# [What you are asked to do]
Copy every line below precisely, leaving nothing out.

※ ※ ※

use rb_core::types::{LogProcessorKind, StepKind};
use rb_logs::{decode_container_output, process, StepPayload};
use uuid::Uuid;

fn run(kind: LogProcessorKind, raw: &str) -> Vec<StepPayload> {
    process(kind, raw).collect()
}

#[test]
fn text_failure_keywords_classify_as_error() {
    for input in [
        "Error: something broke",
        "an EXCEPTION was thrown",
        "build failed",
        "FAILURE in step 3",
        "API Error: 500 internal",
    ] {
        let out = run(LogProcessorKind::Text, input);
        assert_eq!(out.len(), 1, "{input}");
        assert_eq!(out[0].kind, StepKind::Error, "{input}");
    }
}

#[test]
fn text_without_keywords_is_text() {
    for input in ["all good", "", "terrorism is not a keyword match", "failures counted: 0"] {
        let out = run(LogProcessorKind::Text, input);
        assert_eq!(out.len(), 1, "{input}");
        assert_eq!(out[0].kind, StepKind::Text, "{input}");
        assert_eq!(out[0].content.as_deref(), Some(input));
    }
}

#[test]
fn claude_json_array_keeps_order() {
    let raw = r#"[
        {"type":"system","subtype":"init"},
        {"type":"assistant","message":{"content":[{"type":"text","text":"hi"}]}},
        {"type":"result","result":"done"}
    ]"#;
    let out = run(LogProcessorKind::ClaudeJson, raw);
    let kinds: Vec<_> = out.iter().map(|p| p.kind).collect();
    assert_eq!(kinds, vec![StepKind::Init, StepKind::Text, StepKind::Result]);
    assert_eq!(out[2].content.as_deref(), Some("done"));
}

#[test]
fn claude_json_single_object_is_one_step() {
    let out = run(LogProcessorKind::ClaudeJson, r#"{"type":"result","result":"ok"}"#);
    assert_eq!(out.len(), 1);
}

#[test]
fn claude_json_invalid_is_single_error_with_raw_text() {
    let raw = "{\"type\": broken";
    let out = run(LogProcessorKind::ClaudeJson, raw);
    assert_eq!(out.len(), 1);
    assert_eq!(out[0].kind, StepKind::Error);
    assert_eq!(out[0].content.as_deref(), Some(raw));
}

#[test]
fn streaming_skips_blank_lines_and_isolates_bad_ones() {
    let raw = concat!(
        "{\"type\":\"system\",\"subtype\":\"init\"}\n",
        "\n",
        "   \n",
        "this is not json\n",
        "{\"type\":\"result\",\"result\":\"fin\"}\n",
    );
    let out = run(LogProcessorKind::ClaudeStreamingJson, raw);
    assert_eq!(out.len(), 3);
    assert_eq!(out[0].kind, StepKind::Init);
    assert_eq!(out[1].kind, StepKind::Error);
    assert_eq!(out[1].content.as_deref(), Some("this is not json"));
    assert_eq!(out[2].kind, StepKind::Result);
    assert_eq!(out[2].content.as_deref(), Some("fin"));
}

#[test]
fn tool_use_becomes_tool_call_with_exact_content() {
    let raw = r#"{"type":"assistant","message":{"content":[{"type":"tool_use","id":"toolu_01","name":"Bash","input":{"command":"ls"}}]}}"#;
    let out = run(LogProcessorKind::ClaudeStreamingJson, raw);
    assert_eq!(out.len(), 1);
    assert_eq!(out[0].kind, StepKind::ToolCall);
    assert_eq!(
        out[0].content.as_deref(),
        Some("name: Bash\ninputs: {\"command\":\"ls\"}")
    );
    assert_eq!(out[0].tool_use_id.as_deref(), Some("toolu_01"));
}

#[test]
fn tool_result_carries_correlation_id() {
    let raw = r#"{"type":"user","message":{"content":[{"tool_use_id":"X","content":"out"}]}}"#;
    let out = run(LogProcessorKind::ClaudeJson, raw);
    assert_eq!(out[0].kind, StepKind::ToolResult);
    assert_eq!(out[0].tool_use_id.as_deref(), Some("X"));
    assert_eq!(out[0].content.as_deref(), Some("out"));
}

#[test]
fn non_init_system_serializes_item() {
    let out = run(
        LogProcessorKind::ClaudeJson,
        r#"{"type":"system","subtype":"compact"}"#,
    );
    assert_eq!(out[0].kind, StepKind::System);
    assert_eq!(
        out[0].content.as_deref(),
        Some(r#"{"type":"system","subtype":"compact"}"#)
    );
}

#[test]
fn demultiplexes_stdout_and_stderr_in_order() {
    let mut bytes = vec![1, 0, 0, 0, 0, 0, 0, 5];
    bytes.extend_from_slice(b"hello");
    bytes.extend_from_slice(&[2, 0, 0, 0, 0, 0, 0, 3]);
    bytes.extend_from_slice(b"err");
    assert_eq!(decode_container_output(&bytes), "helloerr");
}

#[test]
fn overlong_trailing_frame_is_dropped() {
    let mut bytes = vec![1, 0, 0, 0, 0, 0, 0, 2];
    bytes.extend_from_slice(b"ok");
    bytes.extend_from_slice(&[1, 0, 0, 0, 0, 0, 0, 50]);
    bytes.extend_from_slice(b"short");
    assert_eq!(decode_container_output(&bytes), "ok");
}

#[test]
fn payload_becomes_step_for_run() {
    let run_id = Uuid::new_v4();
    let raw = r#"{"type":"user","message":{"content":[{"tool_use_id":"X","content":"out"}]}}"#;
    let step = run(LogProcessorKind::Auto, raw)
        .remove(0)
        .into_step(run_id);
    assert_eq!(step.run_id, run_id);
    assert_eq!(step.tool_use_id.as_deref(), Some("X"));
}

※ ※ ※

# [Response area]
use rb_core::types::{LogProcessorKind, StepKind};
use rb_logs::{decode_container_output, process, StepPayload};
use uuid::Uuid;

fn run(kind: LogProcessorKind, raw: &str) -> Vec<StepPayload> {
    process(kind, raw).collect()
}

#[test]
fn text_failure_keywords_classify_as_error() {
    for input in [
        "Error: something broke",
        "an EXCEPTION was thrown",
        "build failed",
        "FAILURE in step 3",
        "API Error: 500 internal",
    ] {
        let out = run(LogProcessorKind::Text, input);
        assert_eq!(out.len(), 1, "{input}");
        assert_eq!(out[0].kind, StepKind::Error, "{input}");
    }
}

#[test]
fn text_without_keywords_is_text() {
    for input in ["all good", "", "terrorism is not a keyword match", "failures counted: 0"] {
        let out = run(LogProcessorKind::Text, input);
        assert_eq!(out.len(), 1, "{input}");
        assert_eq!(out[0].kind, StepKind::Text, "{input}");
        assert_eq!(out[0].content.as_deref(), Some(input));
    }
}

#[test]
fn claude_json_array_keeps_order() {
    let raw = r#"[
        {"type":"system","subtype":"init"},
        {"type":"assistant","message":{"content":[{"type":"text","text":"hi"}]}},
        {"type":"result","result":"done"}
    ]"#;
    let out = run(LogProcessorKind::ClaudeJson, raw);
    let kinds: Vec<_> = out.iter().map(|p| p.kind).collect();
    assert_eq!(kinds, vec![StepKind::Init, StepKind::Text, StepKind::Result]);
    assert_eq!(out[2].content.as_deref(), Some("done"));
}

#[test]
fn claude_json_single_object_is_one_step() {
    let out = run(LogProcessorKind::ClaudeJson, r#"{"type":"result","result":"ok"}"#);
    assert_eq!(out.len(), 1);
}

#[test]
fn claude_json_invalid_is_single_error_with_raw_text() {
    let raw = "{\"type\": broken";
    let out = run(LogProcessorKind::ClaudeJson, raw);
    assert_eq!(out.len(), 1);
    assert_eq!(out[0].kind, StepKind::Error);
    assert_eq!(out[0].content.as_deref(), Some(raw));
}

#[test]
fn streaming_skips_blank_lines_and_isolates_bad_ones() {
    let raw = concat!(
        "{\"type\":\"system\",\"subtype\":\"init\"}\n",
        "\n",
        "   \n",
        "this is not json\n",
        "{\"type\":\"result\",\"result\":\"fin\"}\n",
    );
    let out = run(LogProcessorKind::ClaudeStreamingJson, raw);
    assert_eq!(out.len(), 3);
    assert_eq!(out[0].kind, StepKind::Init);
    assert_eq!(out[1].kind, StepKind::Error);
    assert_eq!(out[1].content.as_deref(), Some("this is not json"));
    assert_eq!(out[2].kind, StepKind::Result);
    assert_eq!(out[2].content.as_deref(), Some("fin"));
}

#[test]
fn tool_use_becomes_tool_call_with_exact_content() {
    let raw = r#"{"type":"assistant","message":{"content":[{"type":"tool_use","id":"toolu_01","name":"Bash","input":{"command":"ls"}}]}}"#;
    let out = run(LogProcessorKind::ClaudeStreamingJson, raw);
    assert_eq!(out.len(), 1);
    assert_eq!(out[0].kind, StepKind::ToolCall);
    assert_eq!(
        out[0].content.as_deref(),
        Some("name: Bash\ninputs: {\"command\":\"ls\"}")
    );
    assert_eq!(out[0].tool_use_id.as_deref(), Some("toolu_01"));
}

#[test]
fn tool_result_carries_correlation_id() {
    let raw = r#"{"type":"user","message":{"content":[{"tool_use_id":"X","content":"out"}]}}"#;
    let out = run(LogProcessorKind::ClaudeJson, raw);
    assert_eq!(out[0].kind, StepKind::ToolResult);
    assert_eq!(out[0].tool_use_id.as_deref(), Some("X"));
    assert_eq!(out[0].content.as_deref(), Some("out"));
}

#[test]
fn non_init_system_serializes_item() {
    let out = run(
        LogProcessorKind::ClaudeJson,
        r#"{"type":"system","subtype":"compact"}"#,
    );
    assert_eq!(out[0].kind, StepKind::System);
    assert_eq!(
        out[0].content.as_deref(),
        Some(r#"{"type":"system","subtype":"compact"}"#)
    );
}

#[test]
fn demultiplexes_stdout_and_stderr_in_order() {
    let mut bytes = vec![1, 0, 0, 0, 0, 0, 0, 5];
    bytes.extend_from_slice(b"hello");
    bytes.extend_from_slice(&[2, 0, 0, 0, 0, 0, 0, 3]);
    bytes.extend_from_slice(b"err");
    assert_eq!(decode_container_output(&bytes), "helloerr");
}

#[test]
fn overlong_trailing_frame_is_dropped() {
    let mut bytes = vec![1, 0, 0, 0, 0, 0, 0, 2];
    bytes.extend_from_slice(b"ok");
    bytes.extend_from_slice(&[1, 0, 0, 0, 0, 0, 0, 50]);
    bytes.extend_from_slice(b"short");
    assert_eq!(decode_container_output(&bytes), "ok");
}

#[test]
fn payload_becomes_step_for_run() {
    let run_id = Uuid::new_v4();
    let raw = r#"{"type":"user","message":{"content":[{"tool_use_id":"X","content":"out"}]}}"#;
    let step = run(LogProcessorKind::Auto, raw)
        .remove(0)
        .into_step(run_id);
    assert_eq!(step.run_id, run_id);
    assert_eq!(step.tool_use_id.as_deref(), Some("X"));
}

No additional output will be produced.